Grandpa (only one remaining these days on either side of the family) just had knee replacement surgery and is doing alright - although not great. I wish I could be there to support him. He always supported me when I was growing up. He taught me to drive a light delivery (that’s a pickup truck to the uninformed) when I was 12. It was an old Mazda truck with a standard transmission, and he let me drive it up and down the road alongside the farm until I had mastered the dance between the clutch and the shifter. He taught me how to burn the barrow pits and explained why we did it. He taught me to drive a tractor and how to operate a drill, swather, combine, harrow, square and round baler, and other implements. He taught me to drive a grain truck and how to maneuver underneath the auger of a combine so it could empty its hopper on-the-fly without stopping. We branded cattle together, shoveled grain, and moved irrigation pipes - both wheel lines and hand moves. We took grain to the elevators, hauled water for the cistern, and planted and weeded his garden. And, to top it all off, he paid me to do all these great things with him. Now when he needs support I’m a thousand miles away complaining about my commute. Luckily my own dad is there to watch over Grandpa and take care of him.
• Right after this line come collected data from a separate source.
/// Load, extract, deduplicate and index every source.
///
/// All inputs are checked before any is parsed: a single missing source
/// fails the whole call and no store is produced.
pub fn load_training_data<I, S, P>(sources: I) -> CatalogResult<TrainingDataStore>
where
    I: IntoIterator<Item = (S, P)>,
    S: Into<String>,
    P: Into<PathBuf>,
{
    let sources: Vec<(String, PathBuf)> = sources
        .into_iter()
        .map(|(tag, path)| (tag.into(), path.into()))
        .collect();

    if let Some((tag, path)) = sources.iter().find(|(_, path)| !path.exists()) {
        return Err(CatalogError::SourceNotFound {
            source_tag: tag.clone(),
            path: path.clone(),
        });
    }

    let started = Instant::now();
    let mut graphs = Vec::with_capacity(sources.len());
    for (tag, path) in &sources {
        graphs.push((tag.as_str(), load_source_graph(tag, path)?));
    }

    let store = TrainingDataStore::from_graphs(graphs.iter().map(|(tag, graph)| (*tag, graph)));
    info!(
        "Loaded {} resources from {} sources in {:.2}s",
        store.resource_count(),
        sources.len(),
        started.elapsed().as_secs_f64()
    );
    Ok(store)
}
Thursday night Liz and I went to the Oakland temple and as I was sitting in the waiting room a older lady walked past, hunched, and using a walker. She must have been well into her 80s. For some reason she reminded me of my own mom who is neither 80 nor hunched nor in need of a walker. But the thought that ran through my mind was who will take care of mom and dad when they’re older and in need of constant care? “Not me” shot through my mind and in an instant I felt selfish and ashamed. Again, here are people who sacrificed everything for me to ensure I was healthy and happy and involved, and how do I repay them? By living far away so they can never see me.
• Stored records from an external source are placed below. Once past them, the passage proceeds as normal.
use rio_api::model::{Literal, Subject, Term, Triple};
use rio_api::parser::TriplesParser;
use rio_turtle::{NTriplesParser, TurtleError, TurtleParser};
use std::fs::File;
use std::io::{BufRead, BufReader};
use std::path::{Path, PathBuf};
use tracing::{debug, info};
use walkdir::WalkDir;

use super::{RawGraph, RawLiteral, RawValue};
use crate::error::{CatalogError, CatalogResult};

#[derive(Debug, Clone, Copy, PartialEq, Eq)]
enum RdfSyntax {
    Turtle,
    NTriples,
}

impl RdfSyntax {
    fn from_path(path: &Path) -> Option<Self> {
        match path.extension().and_then(|s| s.to_str()) {
            Some("ttl") | Some("turtle") => Some(Self::Turtle),
            Some("nt") => Some(Self::NTriples),
            _ => None,
        }
    }
}

/// Load everything behind one source path into a single graph.
///
/// A file is parsed according to its extension (unknown extensions are read
/// as Turtle). A directory is walked recursively and every `.ttl` / `.nt`
/// file is merged in sorted path order.
pub fn load_source_graph(source_tag: &str, path: &Path) -> CatalogResult<RawGraph> {
    if !path.exists() {
        return Err(CatalogError::SourceNotFound {
            source_tag: source_tag.to_string(),
            path: path.to_path_buf(),
        });
    }

    let files = if path.is_dir() {
        collect_rdf_files(path)?
    } else {
        vec![path.to_path_buf()]
    };

    let mut graph = RawGraph::new();
    for (index, file) in files.iter().enumerate() {
        let syntax = RdfSyntax::from_path(file).unwrap_or(RdfSyntax::Turtle);
        let handle = File::open(file).map_err(|source| CatalogError::Io {
            path: file.clone(),
            source,
        })?;
        let scope = format!("{}{}", source_tag, index);
        let parsed = parse_reader(BufReader::new(handle), syntax, &scope)
            .map_err(|e| CatalogError::Parse {
                path: file.clone(),
                message: e.to_string(),
            })?;
        debug!("Parsed {} triples from {}", parsed.triple_count(), file.display());
        graph.merge(parsed);
    }

    info!(
        "Source '{}' loaded: {} files, {} triples, {} nodes",
        source_tag,
        files.len(),
        graph.triple_count(),
        graph.node_count()
    );
    Ok(graph)
}

fn collect_rdf_files(dir: &Path) -> CatalogResult<Vec<PathBuf>> {
    let mut files = Vec::new();
    for entry in WalkDir::new(dir).sort_by_file_name() {
        let entry = entry.map_err(|e| CatalogError::Io {
            path: dir.to_path_buf(),
            source: e.into(),
        })?;
        if entry.file_type().is_file() && RdfSyntax::from_path(entry.path()).is_some() {
            files.push(entry.into_path());
        }
    }
    Ok(files)
}

pub fn parse_turtle_str(text: &str) -> Result<RawGraph, TurtleError> {
    parse_reader(text.as_bytes(), RdfSyntax::Turtle, "inline")
}

pub fn parse_ntriples_str(text: &str) -> Result<RawGraph, TurtleError> {
    parse_reader(text.as_bytes(), RdfSyntax::NTriples, "inline")
}

/// `scope` namespaces blank node labels so separate documents never share one.
fn parse_reader<R: BufRead>(reader: R, syntax: RdfSyntax, scope: &str) -> Result<RawGraph, TurtleError> {
    let mut graph = RawGraph::new();
    let mut on_triple = |triple: Triple<'_>| -> Result<(), TurtleError> {
        add_triple(&mut graph, &triple, scope);
        Ok(())
    };

    match syntax {
        RdfSyntax::Turtle => TurtleParser::new(reader, None).parse_all(&mut on_triple)?,
        RdfSyntax::NTriples => NTriplesParser::new(reader).parse_all(&mut on_triple)?,
    }

    Ok(graph)
}

fn blank_id(scope: &str, label: &str) -> String {
    format!("_:{}_{}", scope, label)
}

fn add_triple(graph: &mut RawGraph, triple: &Triple<'_>, scope: &str) {
    let subject = match triple.subject {
        Subject::NamedNode(node) => node.iri.to_string(),
        Subject::BlankNode(node) => blank_id(scope, node.id),
        // RDF-star quoted triples carry nothing we extract
        _ => return,
    };

    let value = match triple.object {
        Term::NamedNode(node) => RawValue::Reference(node.iri.to_string()),
        Term::BlankNode(node) => RawValue::Anonymous(blank_id(scope, node.id)),
        Term::Literal(literal) => RawValue::Literal(convert_literal(literal)),
        _ => return,
    };

    graph.add_property(&subject, triple.predicate.iri, value);
}

fn convert_literal(literal: Literal<'_>) -> RawLiteral {
    match literal {
        Literal::Simple { value } => RawLiteral::simple(value),
        Literal::LanguageTaggedString { value, language } => RawLiteral {
            value: value.to_string(),
            datatype: None,
            language: Some(language.to_string()),
        },
        Literal::Typed { value, datatype } => RawLiteral {
            value: value.to_string(),
            datatype: Some(datatype.iri.to_string()),
            language: None,
        },
    }
}

#[cfg(test)]
mod tests {
    use super::*;
    use std::fs;

    const SAMPLE: &str = r#"
@prefix schema: <https://schema.org/> .
@prefix xsd: <http://www.w3.org/2001/XMLSchema#> .

<https://example.org/courses/a> a schema:Course ;
    schema:name "Course A"@en ;
    schema:provider [ a schema:Organization ; schema:name "Org" ] ;
    schema:datePublished "2024-02-01"^^xsd:date .
"#;

    #[test]
    fn test_parse_turtle_groups_by_subject() {
        let graph = parse_turtle_str(SAMPLE).unwrap();
        let course = graph.node("https://example.org/courses/a").unwrap();
        assert!(course.has_type("Course"));

        let name = course.first_literal("name").unwrap();
        assert_eq!(name.value, "Course A");
        assert_eq!(name.language.as_deref(), Some("en"));

        let provider = course.first("provider").unwrap();
        assert!(matches!(provider, RawValue::Anonymous(id) if id.starts_with("_:inline_")));
        let org = graph.resolve(provider).unwrap();
        assert_eq!(org.first_literal("name").unwrap().value, "Org");

        let published = course.first_literal("datePublished").unwrap();
        assert!(published.datatype.as_deref().unwrap().ends_with("#date"));
    }

    #[test]
    fn test_parse_ntriples() {
        let text = "<https://example.org/x> <http://schema.org/name> \"X\" .\n";
        let graph = parse_ntriples_str(text).unwrap();
        assert_eq!(graph.node("https://example.org/x").unwrap().first_literal("name").unwrap().value, "X");
    }

    #[test]
    fn test_invalid_turtle_is_an_error() {
        assert!(parse_turtle_str("<https://example.org/x> schema:name ").is_err());
    }

    #[test]
    fn test_missing_source_path() {
        let dir = tempfile::tempdir().unwrap();
        let err = load_source_graph("tess", &dir.path().join("missing.ttl")).unwrap_err();
        assert!(err.is_not_found());
    }

    #[test]
    fn test_directory_source_keeps_blank_nodes_apart() {
        let dir = tempfile::tempdir().unwrap();
        let doc = |name: &str| {
            format!(
                "@prefix schema: <https://schema.org/> .\n<https://example.org/{name}> schema:provider _:org .\n_:org schema:name \"{name} org\" .\n"
            )
        };
        fs::write(dir.path().join("a.ttl"), doc("a")).unwrap();
        fs::create_dir(dir.path().join("nested")).unwrap();
        fs::write(dir.path().join("nested").join("b.ttl"), doc("b")).unwrap();
        fs::write(dir.path().join("notes.txt"), "ignored").unwrap();

        let graph = load_source_graph("gtn", dir.path()).unwrap();
        let a = graph.node("https://example.org/a").unwrap();
        let b = graph.node("https://example.org/b").unwrap();
        let org_a = graph.resolve(a.first("provider").unwrap()).unwrap();
        let org_b = graph.resolve(b.first("provider").unwrap()).unwrap();
        assert_ne!(org_a.id, org_b.id);
        assert_eq!(org_b.first_literal("name").unwrap().value, "b org");
    }
}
One of my first jobs after my mission was at a Turbo gas station in town. The cashier was a local woman who was about 5 years older than I who was married, had a few children, and had lived in town her whole life. I couldn’t understand how she was happy living in that tiny little town and when I indignantly asked her she replied that she couldn’t image living anywhere else because she’d be too far from her family. Fast forward 12 years and I totally get her now.